You probably know what I’m talking about. While you’re surfing, some unwanted popup will appear, resizing your window, adding 6-7 URLs to your bookmarks and entering some stupid website you don’t want to open as your starting page.
I’m using IE6 with maximum security (no active-x, no autimatic downloads etc…). I even tried making the Favourites folder write protected, but that didn’t help.
How do I prevent URLs from adding bookmarks to my Favourites?
How do I prevent popups from resizing my browser window?
How do I prevent URLs from setting new default start pages?
Oh, and please don’t start raving about how I should get some other browser and ranting about IE. If possible, I would prefer solutions to at least some of these problems and continue using IE.
That uh… shouldn’t be happening. With all updates installed, and with the settings you mention, IE should be as secure as, say, Mozilla
Make sure you do have all updates installed… IE has a bunch of holes in it, and Windows itself (I’m assuming XP) has had a bunch of RPC problems recently that could cause such behaviour if you’re not using a firewall.
There’s also a bunch of spyware that launch popup windows willy-nilly - you should make sure you don’t have any of them.
#1 and #3: Are you sure they are coming from websites and not software you installed? In order for a page to add something to your favorites folder and/or make itself the start page, it usually has to bring up a dialog box asking whether you want to do it…
Are there any specific websites that keep ending up in your favorites list, or do random ones show up there?
Or, if you’re sick of resized windows in general, you can use something like NetCaptor, which is basically an IE addon that makes windows appear as “tabs” instead of seperate windows. See their website for a better explanation. Just so you know, it IS still Internet Explorer, not a completely different browser like Netscape.
Thank you. The Google Toolbar is indeed neat (though it doesn’t block those kinds of popups that appear when you close a window, but anyway).
NetCaptor sounds nice, but it’s not freeware, and I never purchase stuff online.
#1 and #3: Yes, it is caused 100% by an URL, though it’s always the same links: “free mp3’s”, “Yahoo Geocities” and some adult ones. I do have SpyBot and Ad-aware and I use them routinely BTW.
About the winodws resize stuff: there must be some way to lock it somewhere. Does anyone know where the information of the window size is stored? In the registry perhaps?
OK, found some answers myself:
Re protecting your default start page: SpyBot has such an option!
Re unwanted bookmarks: I updated SpyBot, and the problem is gone now. I have to apologise to sailor. It seems he was right.
Well, disregard that last post. That SpyBot option only protects you from manual tampering, i.e. it prevents you from changing your settings back to the original state after they have been screwed by hostile URLs.
So the original questions remain partly unanswered…
No file sharing utilities, and besides, SpyBot and Ad-aware are now fully updated and still aren’t finding anything that might cause it.
Anyway, here’s an additional question: how can I prevent my browser from opening a specific URL that I tell it not to access?

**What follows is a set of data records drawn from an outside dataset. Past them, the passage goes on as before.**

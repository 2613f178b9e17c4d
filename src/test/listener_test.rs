// src/test/listener_test.rs

use crate::utils::logging::initialize_logging;
use crate::worker::Listener;
use futures::{SinkExt, StreamExt};
use nix::errno::Errno;
use nix::sys::signal::kill;
use nix::unistd::Pid;
use serial_test::serial;
use tokio::sync::oneshot;
use tokio::task::JoinHandle;
use tokio::time::{timeout, Duration, Instant};
use tokio_tungstenite::connect_async;
use tokio_tungstenite::tungstenite::protocol::frame::coding::CloseCode;
use tokio_tungstenite::tungstenite::Message;

const READ_TIMEOUT: Duration = Duration::from_secs(5);
const SHUTDOWN_TIMEOUT: Duration = Duration::from_secs(15);

async fn start_listener(shell: &str) -> (String, oneshot::Sender<()>) {
  let (url, stop, _server) = serve(shell).await;
  (url, stop)
}

async fn serve(shell: &str) -> (String, oneshot::Sender<()>, JoinHandle<crate::error::Result<()>>) {
  initialize_logging(true);
  let listener = Listener::bind("127.0.0.1:0")
    .await
    .expect("Failed to bind listener")
    .with_shell(shell);
  let url = format!("ws://{}", listener.local_addr().unwrap());
  let (stop_tx, stop_rx) = oneshot::channel();
  let server = tokio::spawn(listener.run_until(async {
    let _ = stop_rx.await;
  }));
  (url, stop_tx, server)
}

#[tokio::test]
#[serial]
async fn test_websocket_client_drives_a_shell() {
  let (url, _stop) = start_listener("/bin/cat").await;
  let (mut ws, _) = connect_async(url.as_str()).await.expect("Failed to connect");

  ws.send(Message::Text(
    r#"{"type":"resize","cols":100,"rows":30}"#.to_string().into(),
  ))
  .await
  .unwrap();
  ws.send(Message::Text(r#"{"type":"input","data":"over the wire\n"}"#.to_string().into()))
    .await
    .unwrap();

  let deadline = Instant::now() + READ_TIMEOUT;
  let mut output = String::new();
  while !output.contains("over the wire") {
    let remaining = deadline.saturating_duration_since(Instant::now());
    let frame = timeout(remaining, ws.next())
      .await
      .expect("no output before timeout")
      .expect("connection ended")
      .expect("websocket error");
    if let Message::Text(text) = frame {
      let value: serde_json::Value = serde_json::from_str(text.as_str()).unwrap();
      assert_eq!(value["type"], "output");
      output.push_str(value["data"].as_str().unwrap());
    }
  }

  let _ = ws.close(None).await;
}

#[tokio::test]
#[serial]
async fn test_startup_failure_is_reported_in_close_frame() {
  let (url, _stop) = start_listener("/no/such/shell").await;
  let (mut ws, _) = connect_async(url.as_str()).await.expect("Failed to connect");

  let frame = timeout(READ_TIMEOUT, ws.next())
    .await
    .expect("no close frame before timeout")
    .expect("connection ended without close frame")
    .expect("websocket error");

  match frame {
    Message::Close(Some(close)) => {
      assert_eq!(close.code, CloseCode::Error);
      assert!(close.reason.as_str().starts_with("Failed to start terminal:"));
    }
    other => panic!("expected close frame, got {:?}", other),
  }
}

#[tokio::test]
#[serial]
async fn test_shell_exit_closes_the_connection() {
  let (url, _stop) = start_listener("/bin/sh").await;
  let (mut ws, _) = connect_async(url.as_str()).await.expect("Failed to connect");

  ws.send(Message::Text(r#"{"type":"input","data":"exit\n"}"#.to_string().into()))
    .await
    .unwrap();

  let deadline = Instant::now() + READ_TIMEOUT;
  loop {
    let remaining = deadline.saturating_duration_since(Instant::now());
    match timeout(remaining, ws.next()).await.expect("connection stayed open") {
      Some(Ok(Message::Close(Some(close)))) => {
        assert_eq!(close.code, CloseCode::Normal);
        break;
      }
      Some(Ok(Message::Close(None))) | None | Some(Err(_)) => break,
      Some(Ok(_)) => continue,
    }
  }
}

#[tokio::test]
#[serial]
async fn test_long_startup_diagnostic_still_closes_cleanly() {
  let shell = format!("/opt/{}/bin/zsh", "a".repeat(80));
  let (url, _stop) = start_listener(&shell).await;
  let (mut ws, _) = connect_async(url.as_str()).await.expect("Failed to connect");

  let frame = timeout(READ_TIMEOUT, ws.next())
    .await
    .expect("no close frame before timeout")
    .expect("connection ended without close frame")
    .expect("websocket error");

  match frame {
    Message::Close(Some(close)) => {
      assert_eq!(close.code, CloseCode::Error);
      assert!(close.reason.as_str().starts_with("Failed to start terminal:"));
      assert!(close.reason.len() <= 123);
    }
    other => panic!("expected close frame, got {:?}", other),
  }
}

#[tokio::test]
#[serial]
async fn test_shutdown_tears_down_live_sessions() {
  let (url, stop, server) = serve("/bin/sh").await;
  let (mut ws, _) = connect_async(url.as_str()).await.expect("Failed to connect");

  // The quotes keep the terminal's echo of this line from matching.
  ws.send(Message::Text(r#"{"type":"input","data":"echo pi''d=$$.\n"}"#.to_string().into()))
    .await
    .unwrap();

  let deadline = Instant::now() + READ_TIMEOUT;
  let mut output = String::new();
  let pid = loop {
    if let Some(start) = output.find("pid=") {
      if let Some(len) = output[start + 4..].find('.') {
        if let Ok(pid) = output[start + 4..start + 4 + len].parse::<i32>() {
          break Pid::from_raw(pid);
        }
      }
    }
    let remaining = deadline.saturating_duration_since(Instant::now());
    let frame = timeout(remaining, ws.next())
      .await
      .expect("no pid before timeout")
      .expect("connection ended")
      .expect("websocket error");
    if let Message::Text(text) = frame {
      let value: serde_json::Value = serde_json::from_str(text.as_str()).unwrap();
      output.push_str(value["data"].as_str().unwrap());
    }
  };
  assert!(kill(pid, None).is_ok(), "shell should be running");

  stop.send(()).unwrap();

  let mut close_code = None;
  while close_code.is_none() {
    match timeout(SHUTDOWN_TIMEOUT, ws.next()).await.expect("connection stayed open") {
      Some(Ok(Message::Close(Some(close)))) => close_code = Some(close.code),
      Some(Ok(_)) => continue,
      other => panic!("expected close frame, got {:?}", other),
    }
  }
  assert_eq!(close_code, Some(CloseCode::Normal));

  timeout(SHUTDOWN_TIMEOUT, server)
    .await
    .expect("listener did not finish shutting down")
    .expect("listener task panicked")
    .expect("listener failed");
  assert_eq!(kill(pid, None), Err(Errno::ESRCH));
}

I mean, if I wanted my browser to never open anything from StraitDope.com, how would I do that?
Here’s how I prevent a lot of unwanted stuff in IE6 (this will help if pages try to install stuff without your knowledge):
Open browser
Go to ‘tools’
Go to ‘Internet options’
Hit the ‘advanced’ tab
Scroll down to ‘enable install on demand’
Uncheck both boxes. Hit ‘apply’ and OK.
This is checked by default and enables webpages to install anything they want. Once it is unchecked and a page wants to install something, you will get a pop-up notification and the option to refuse the download.
There may be an easier way that only effects IE, but you could create a hosts file that points “straitdope.com” to the localhost IP address (127.0.0.1). Then anything that tried to access “straitdope.com” would end up going to your own computer.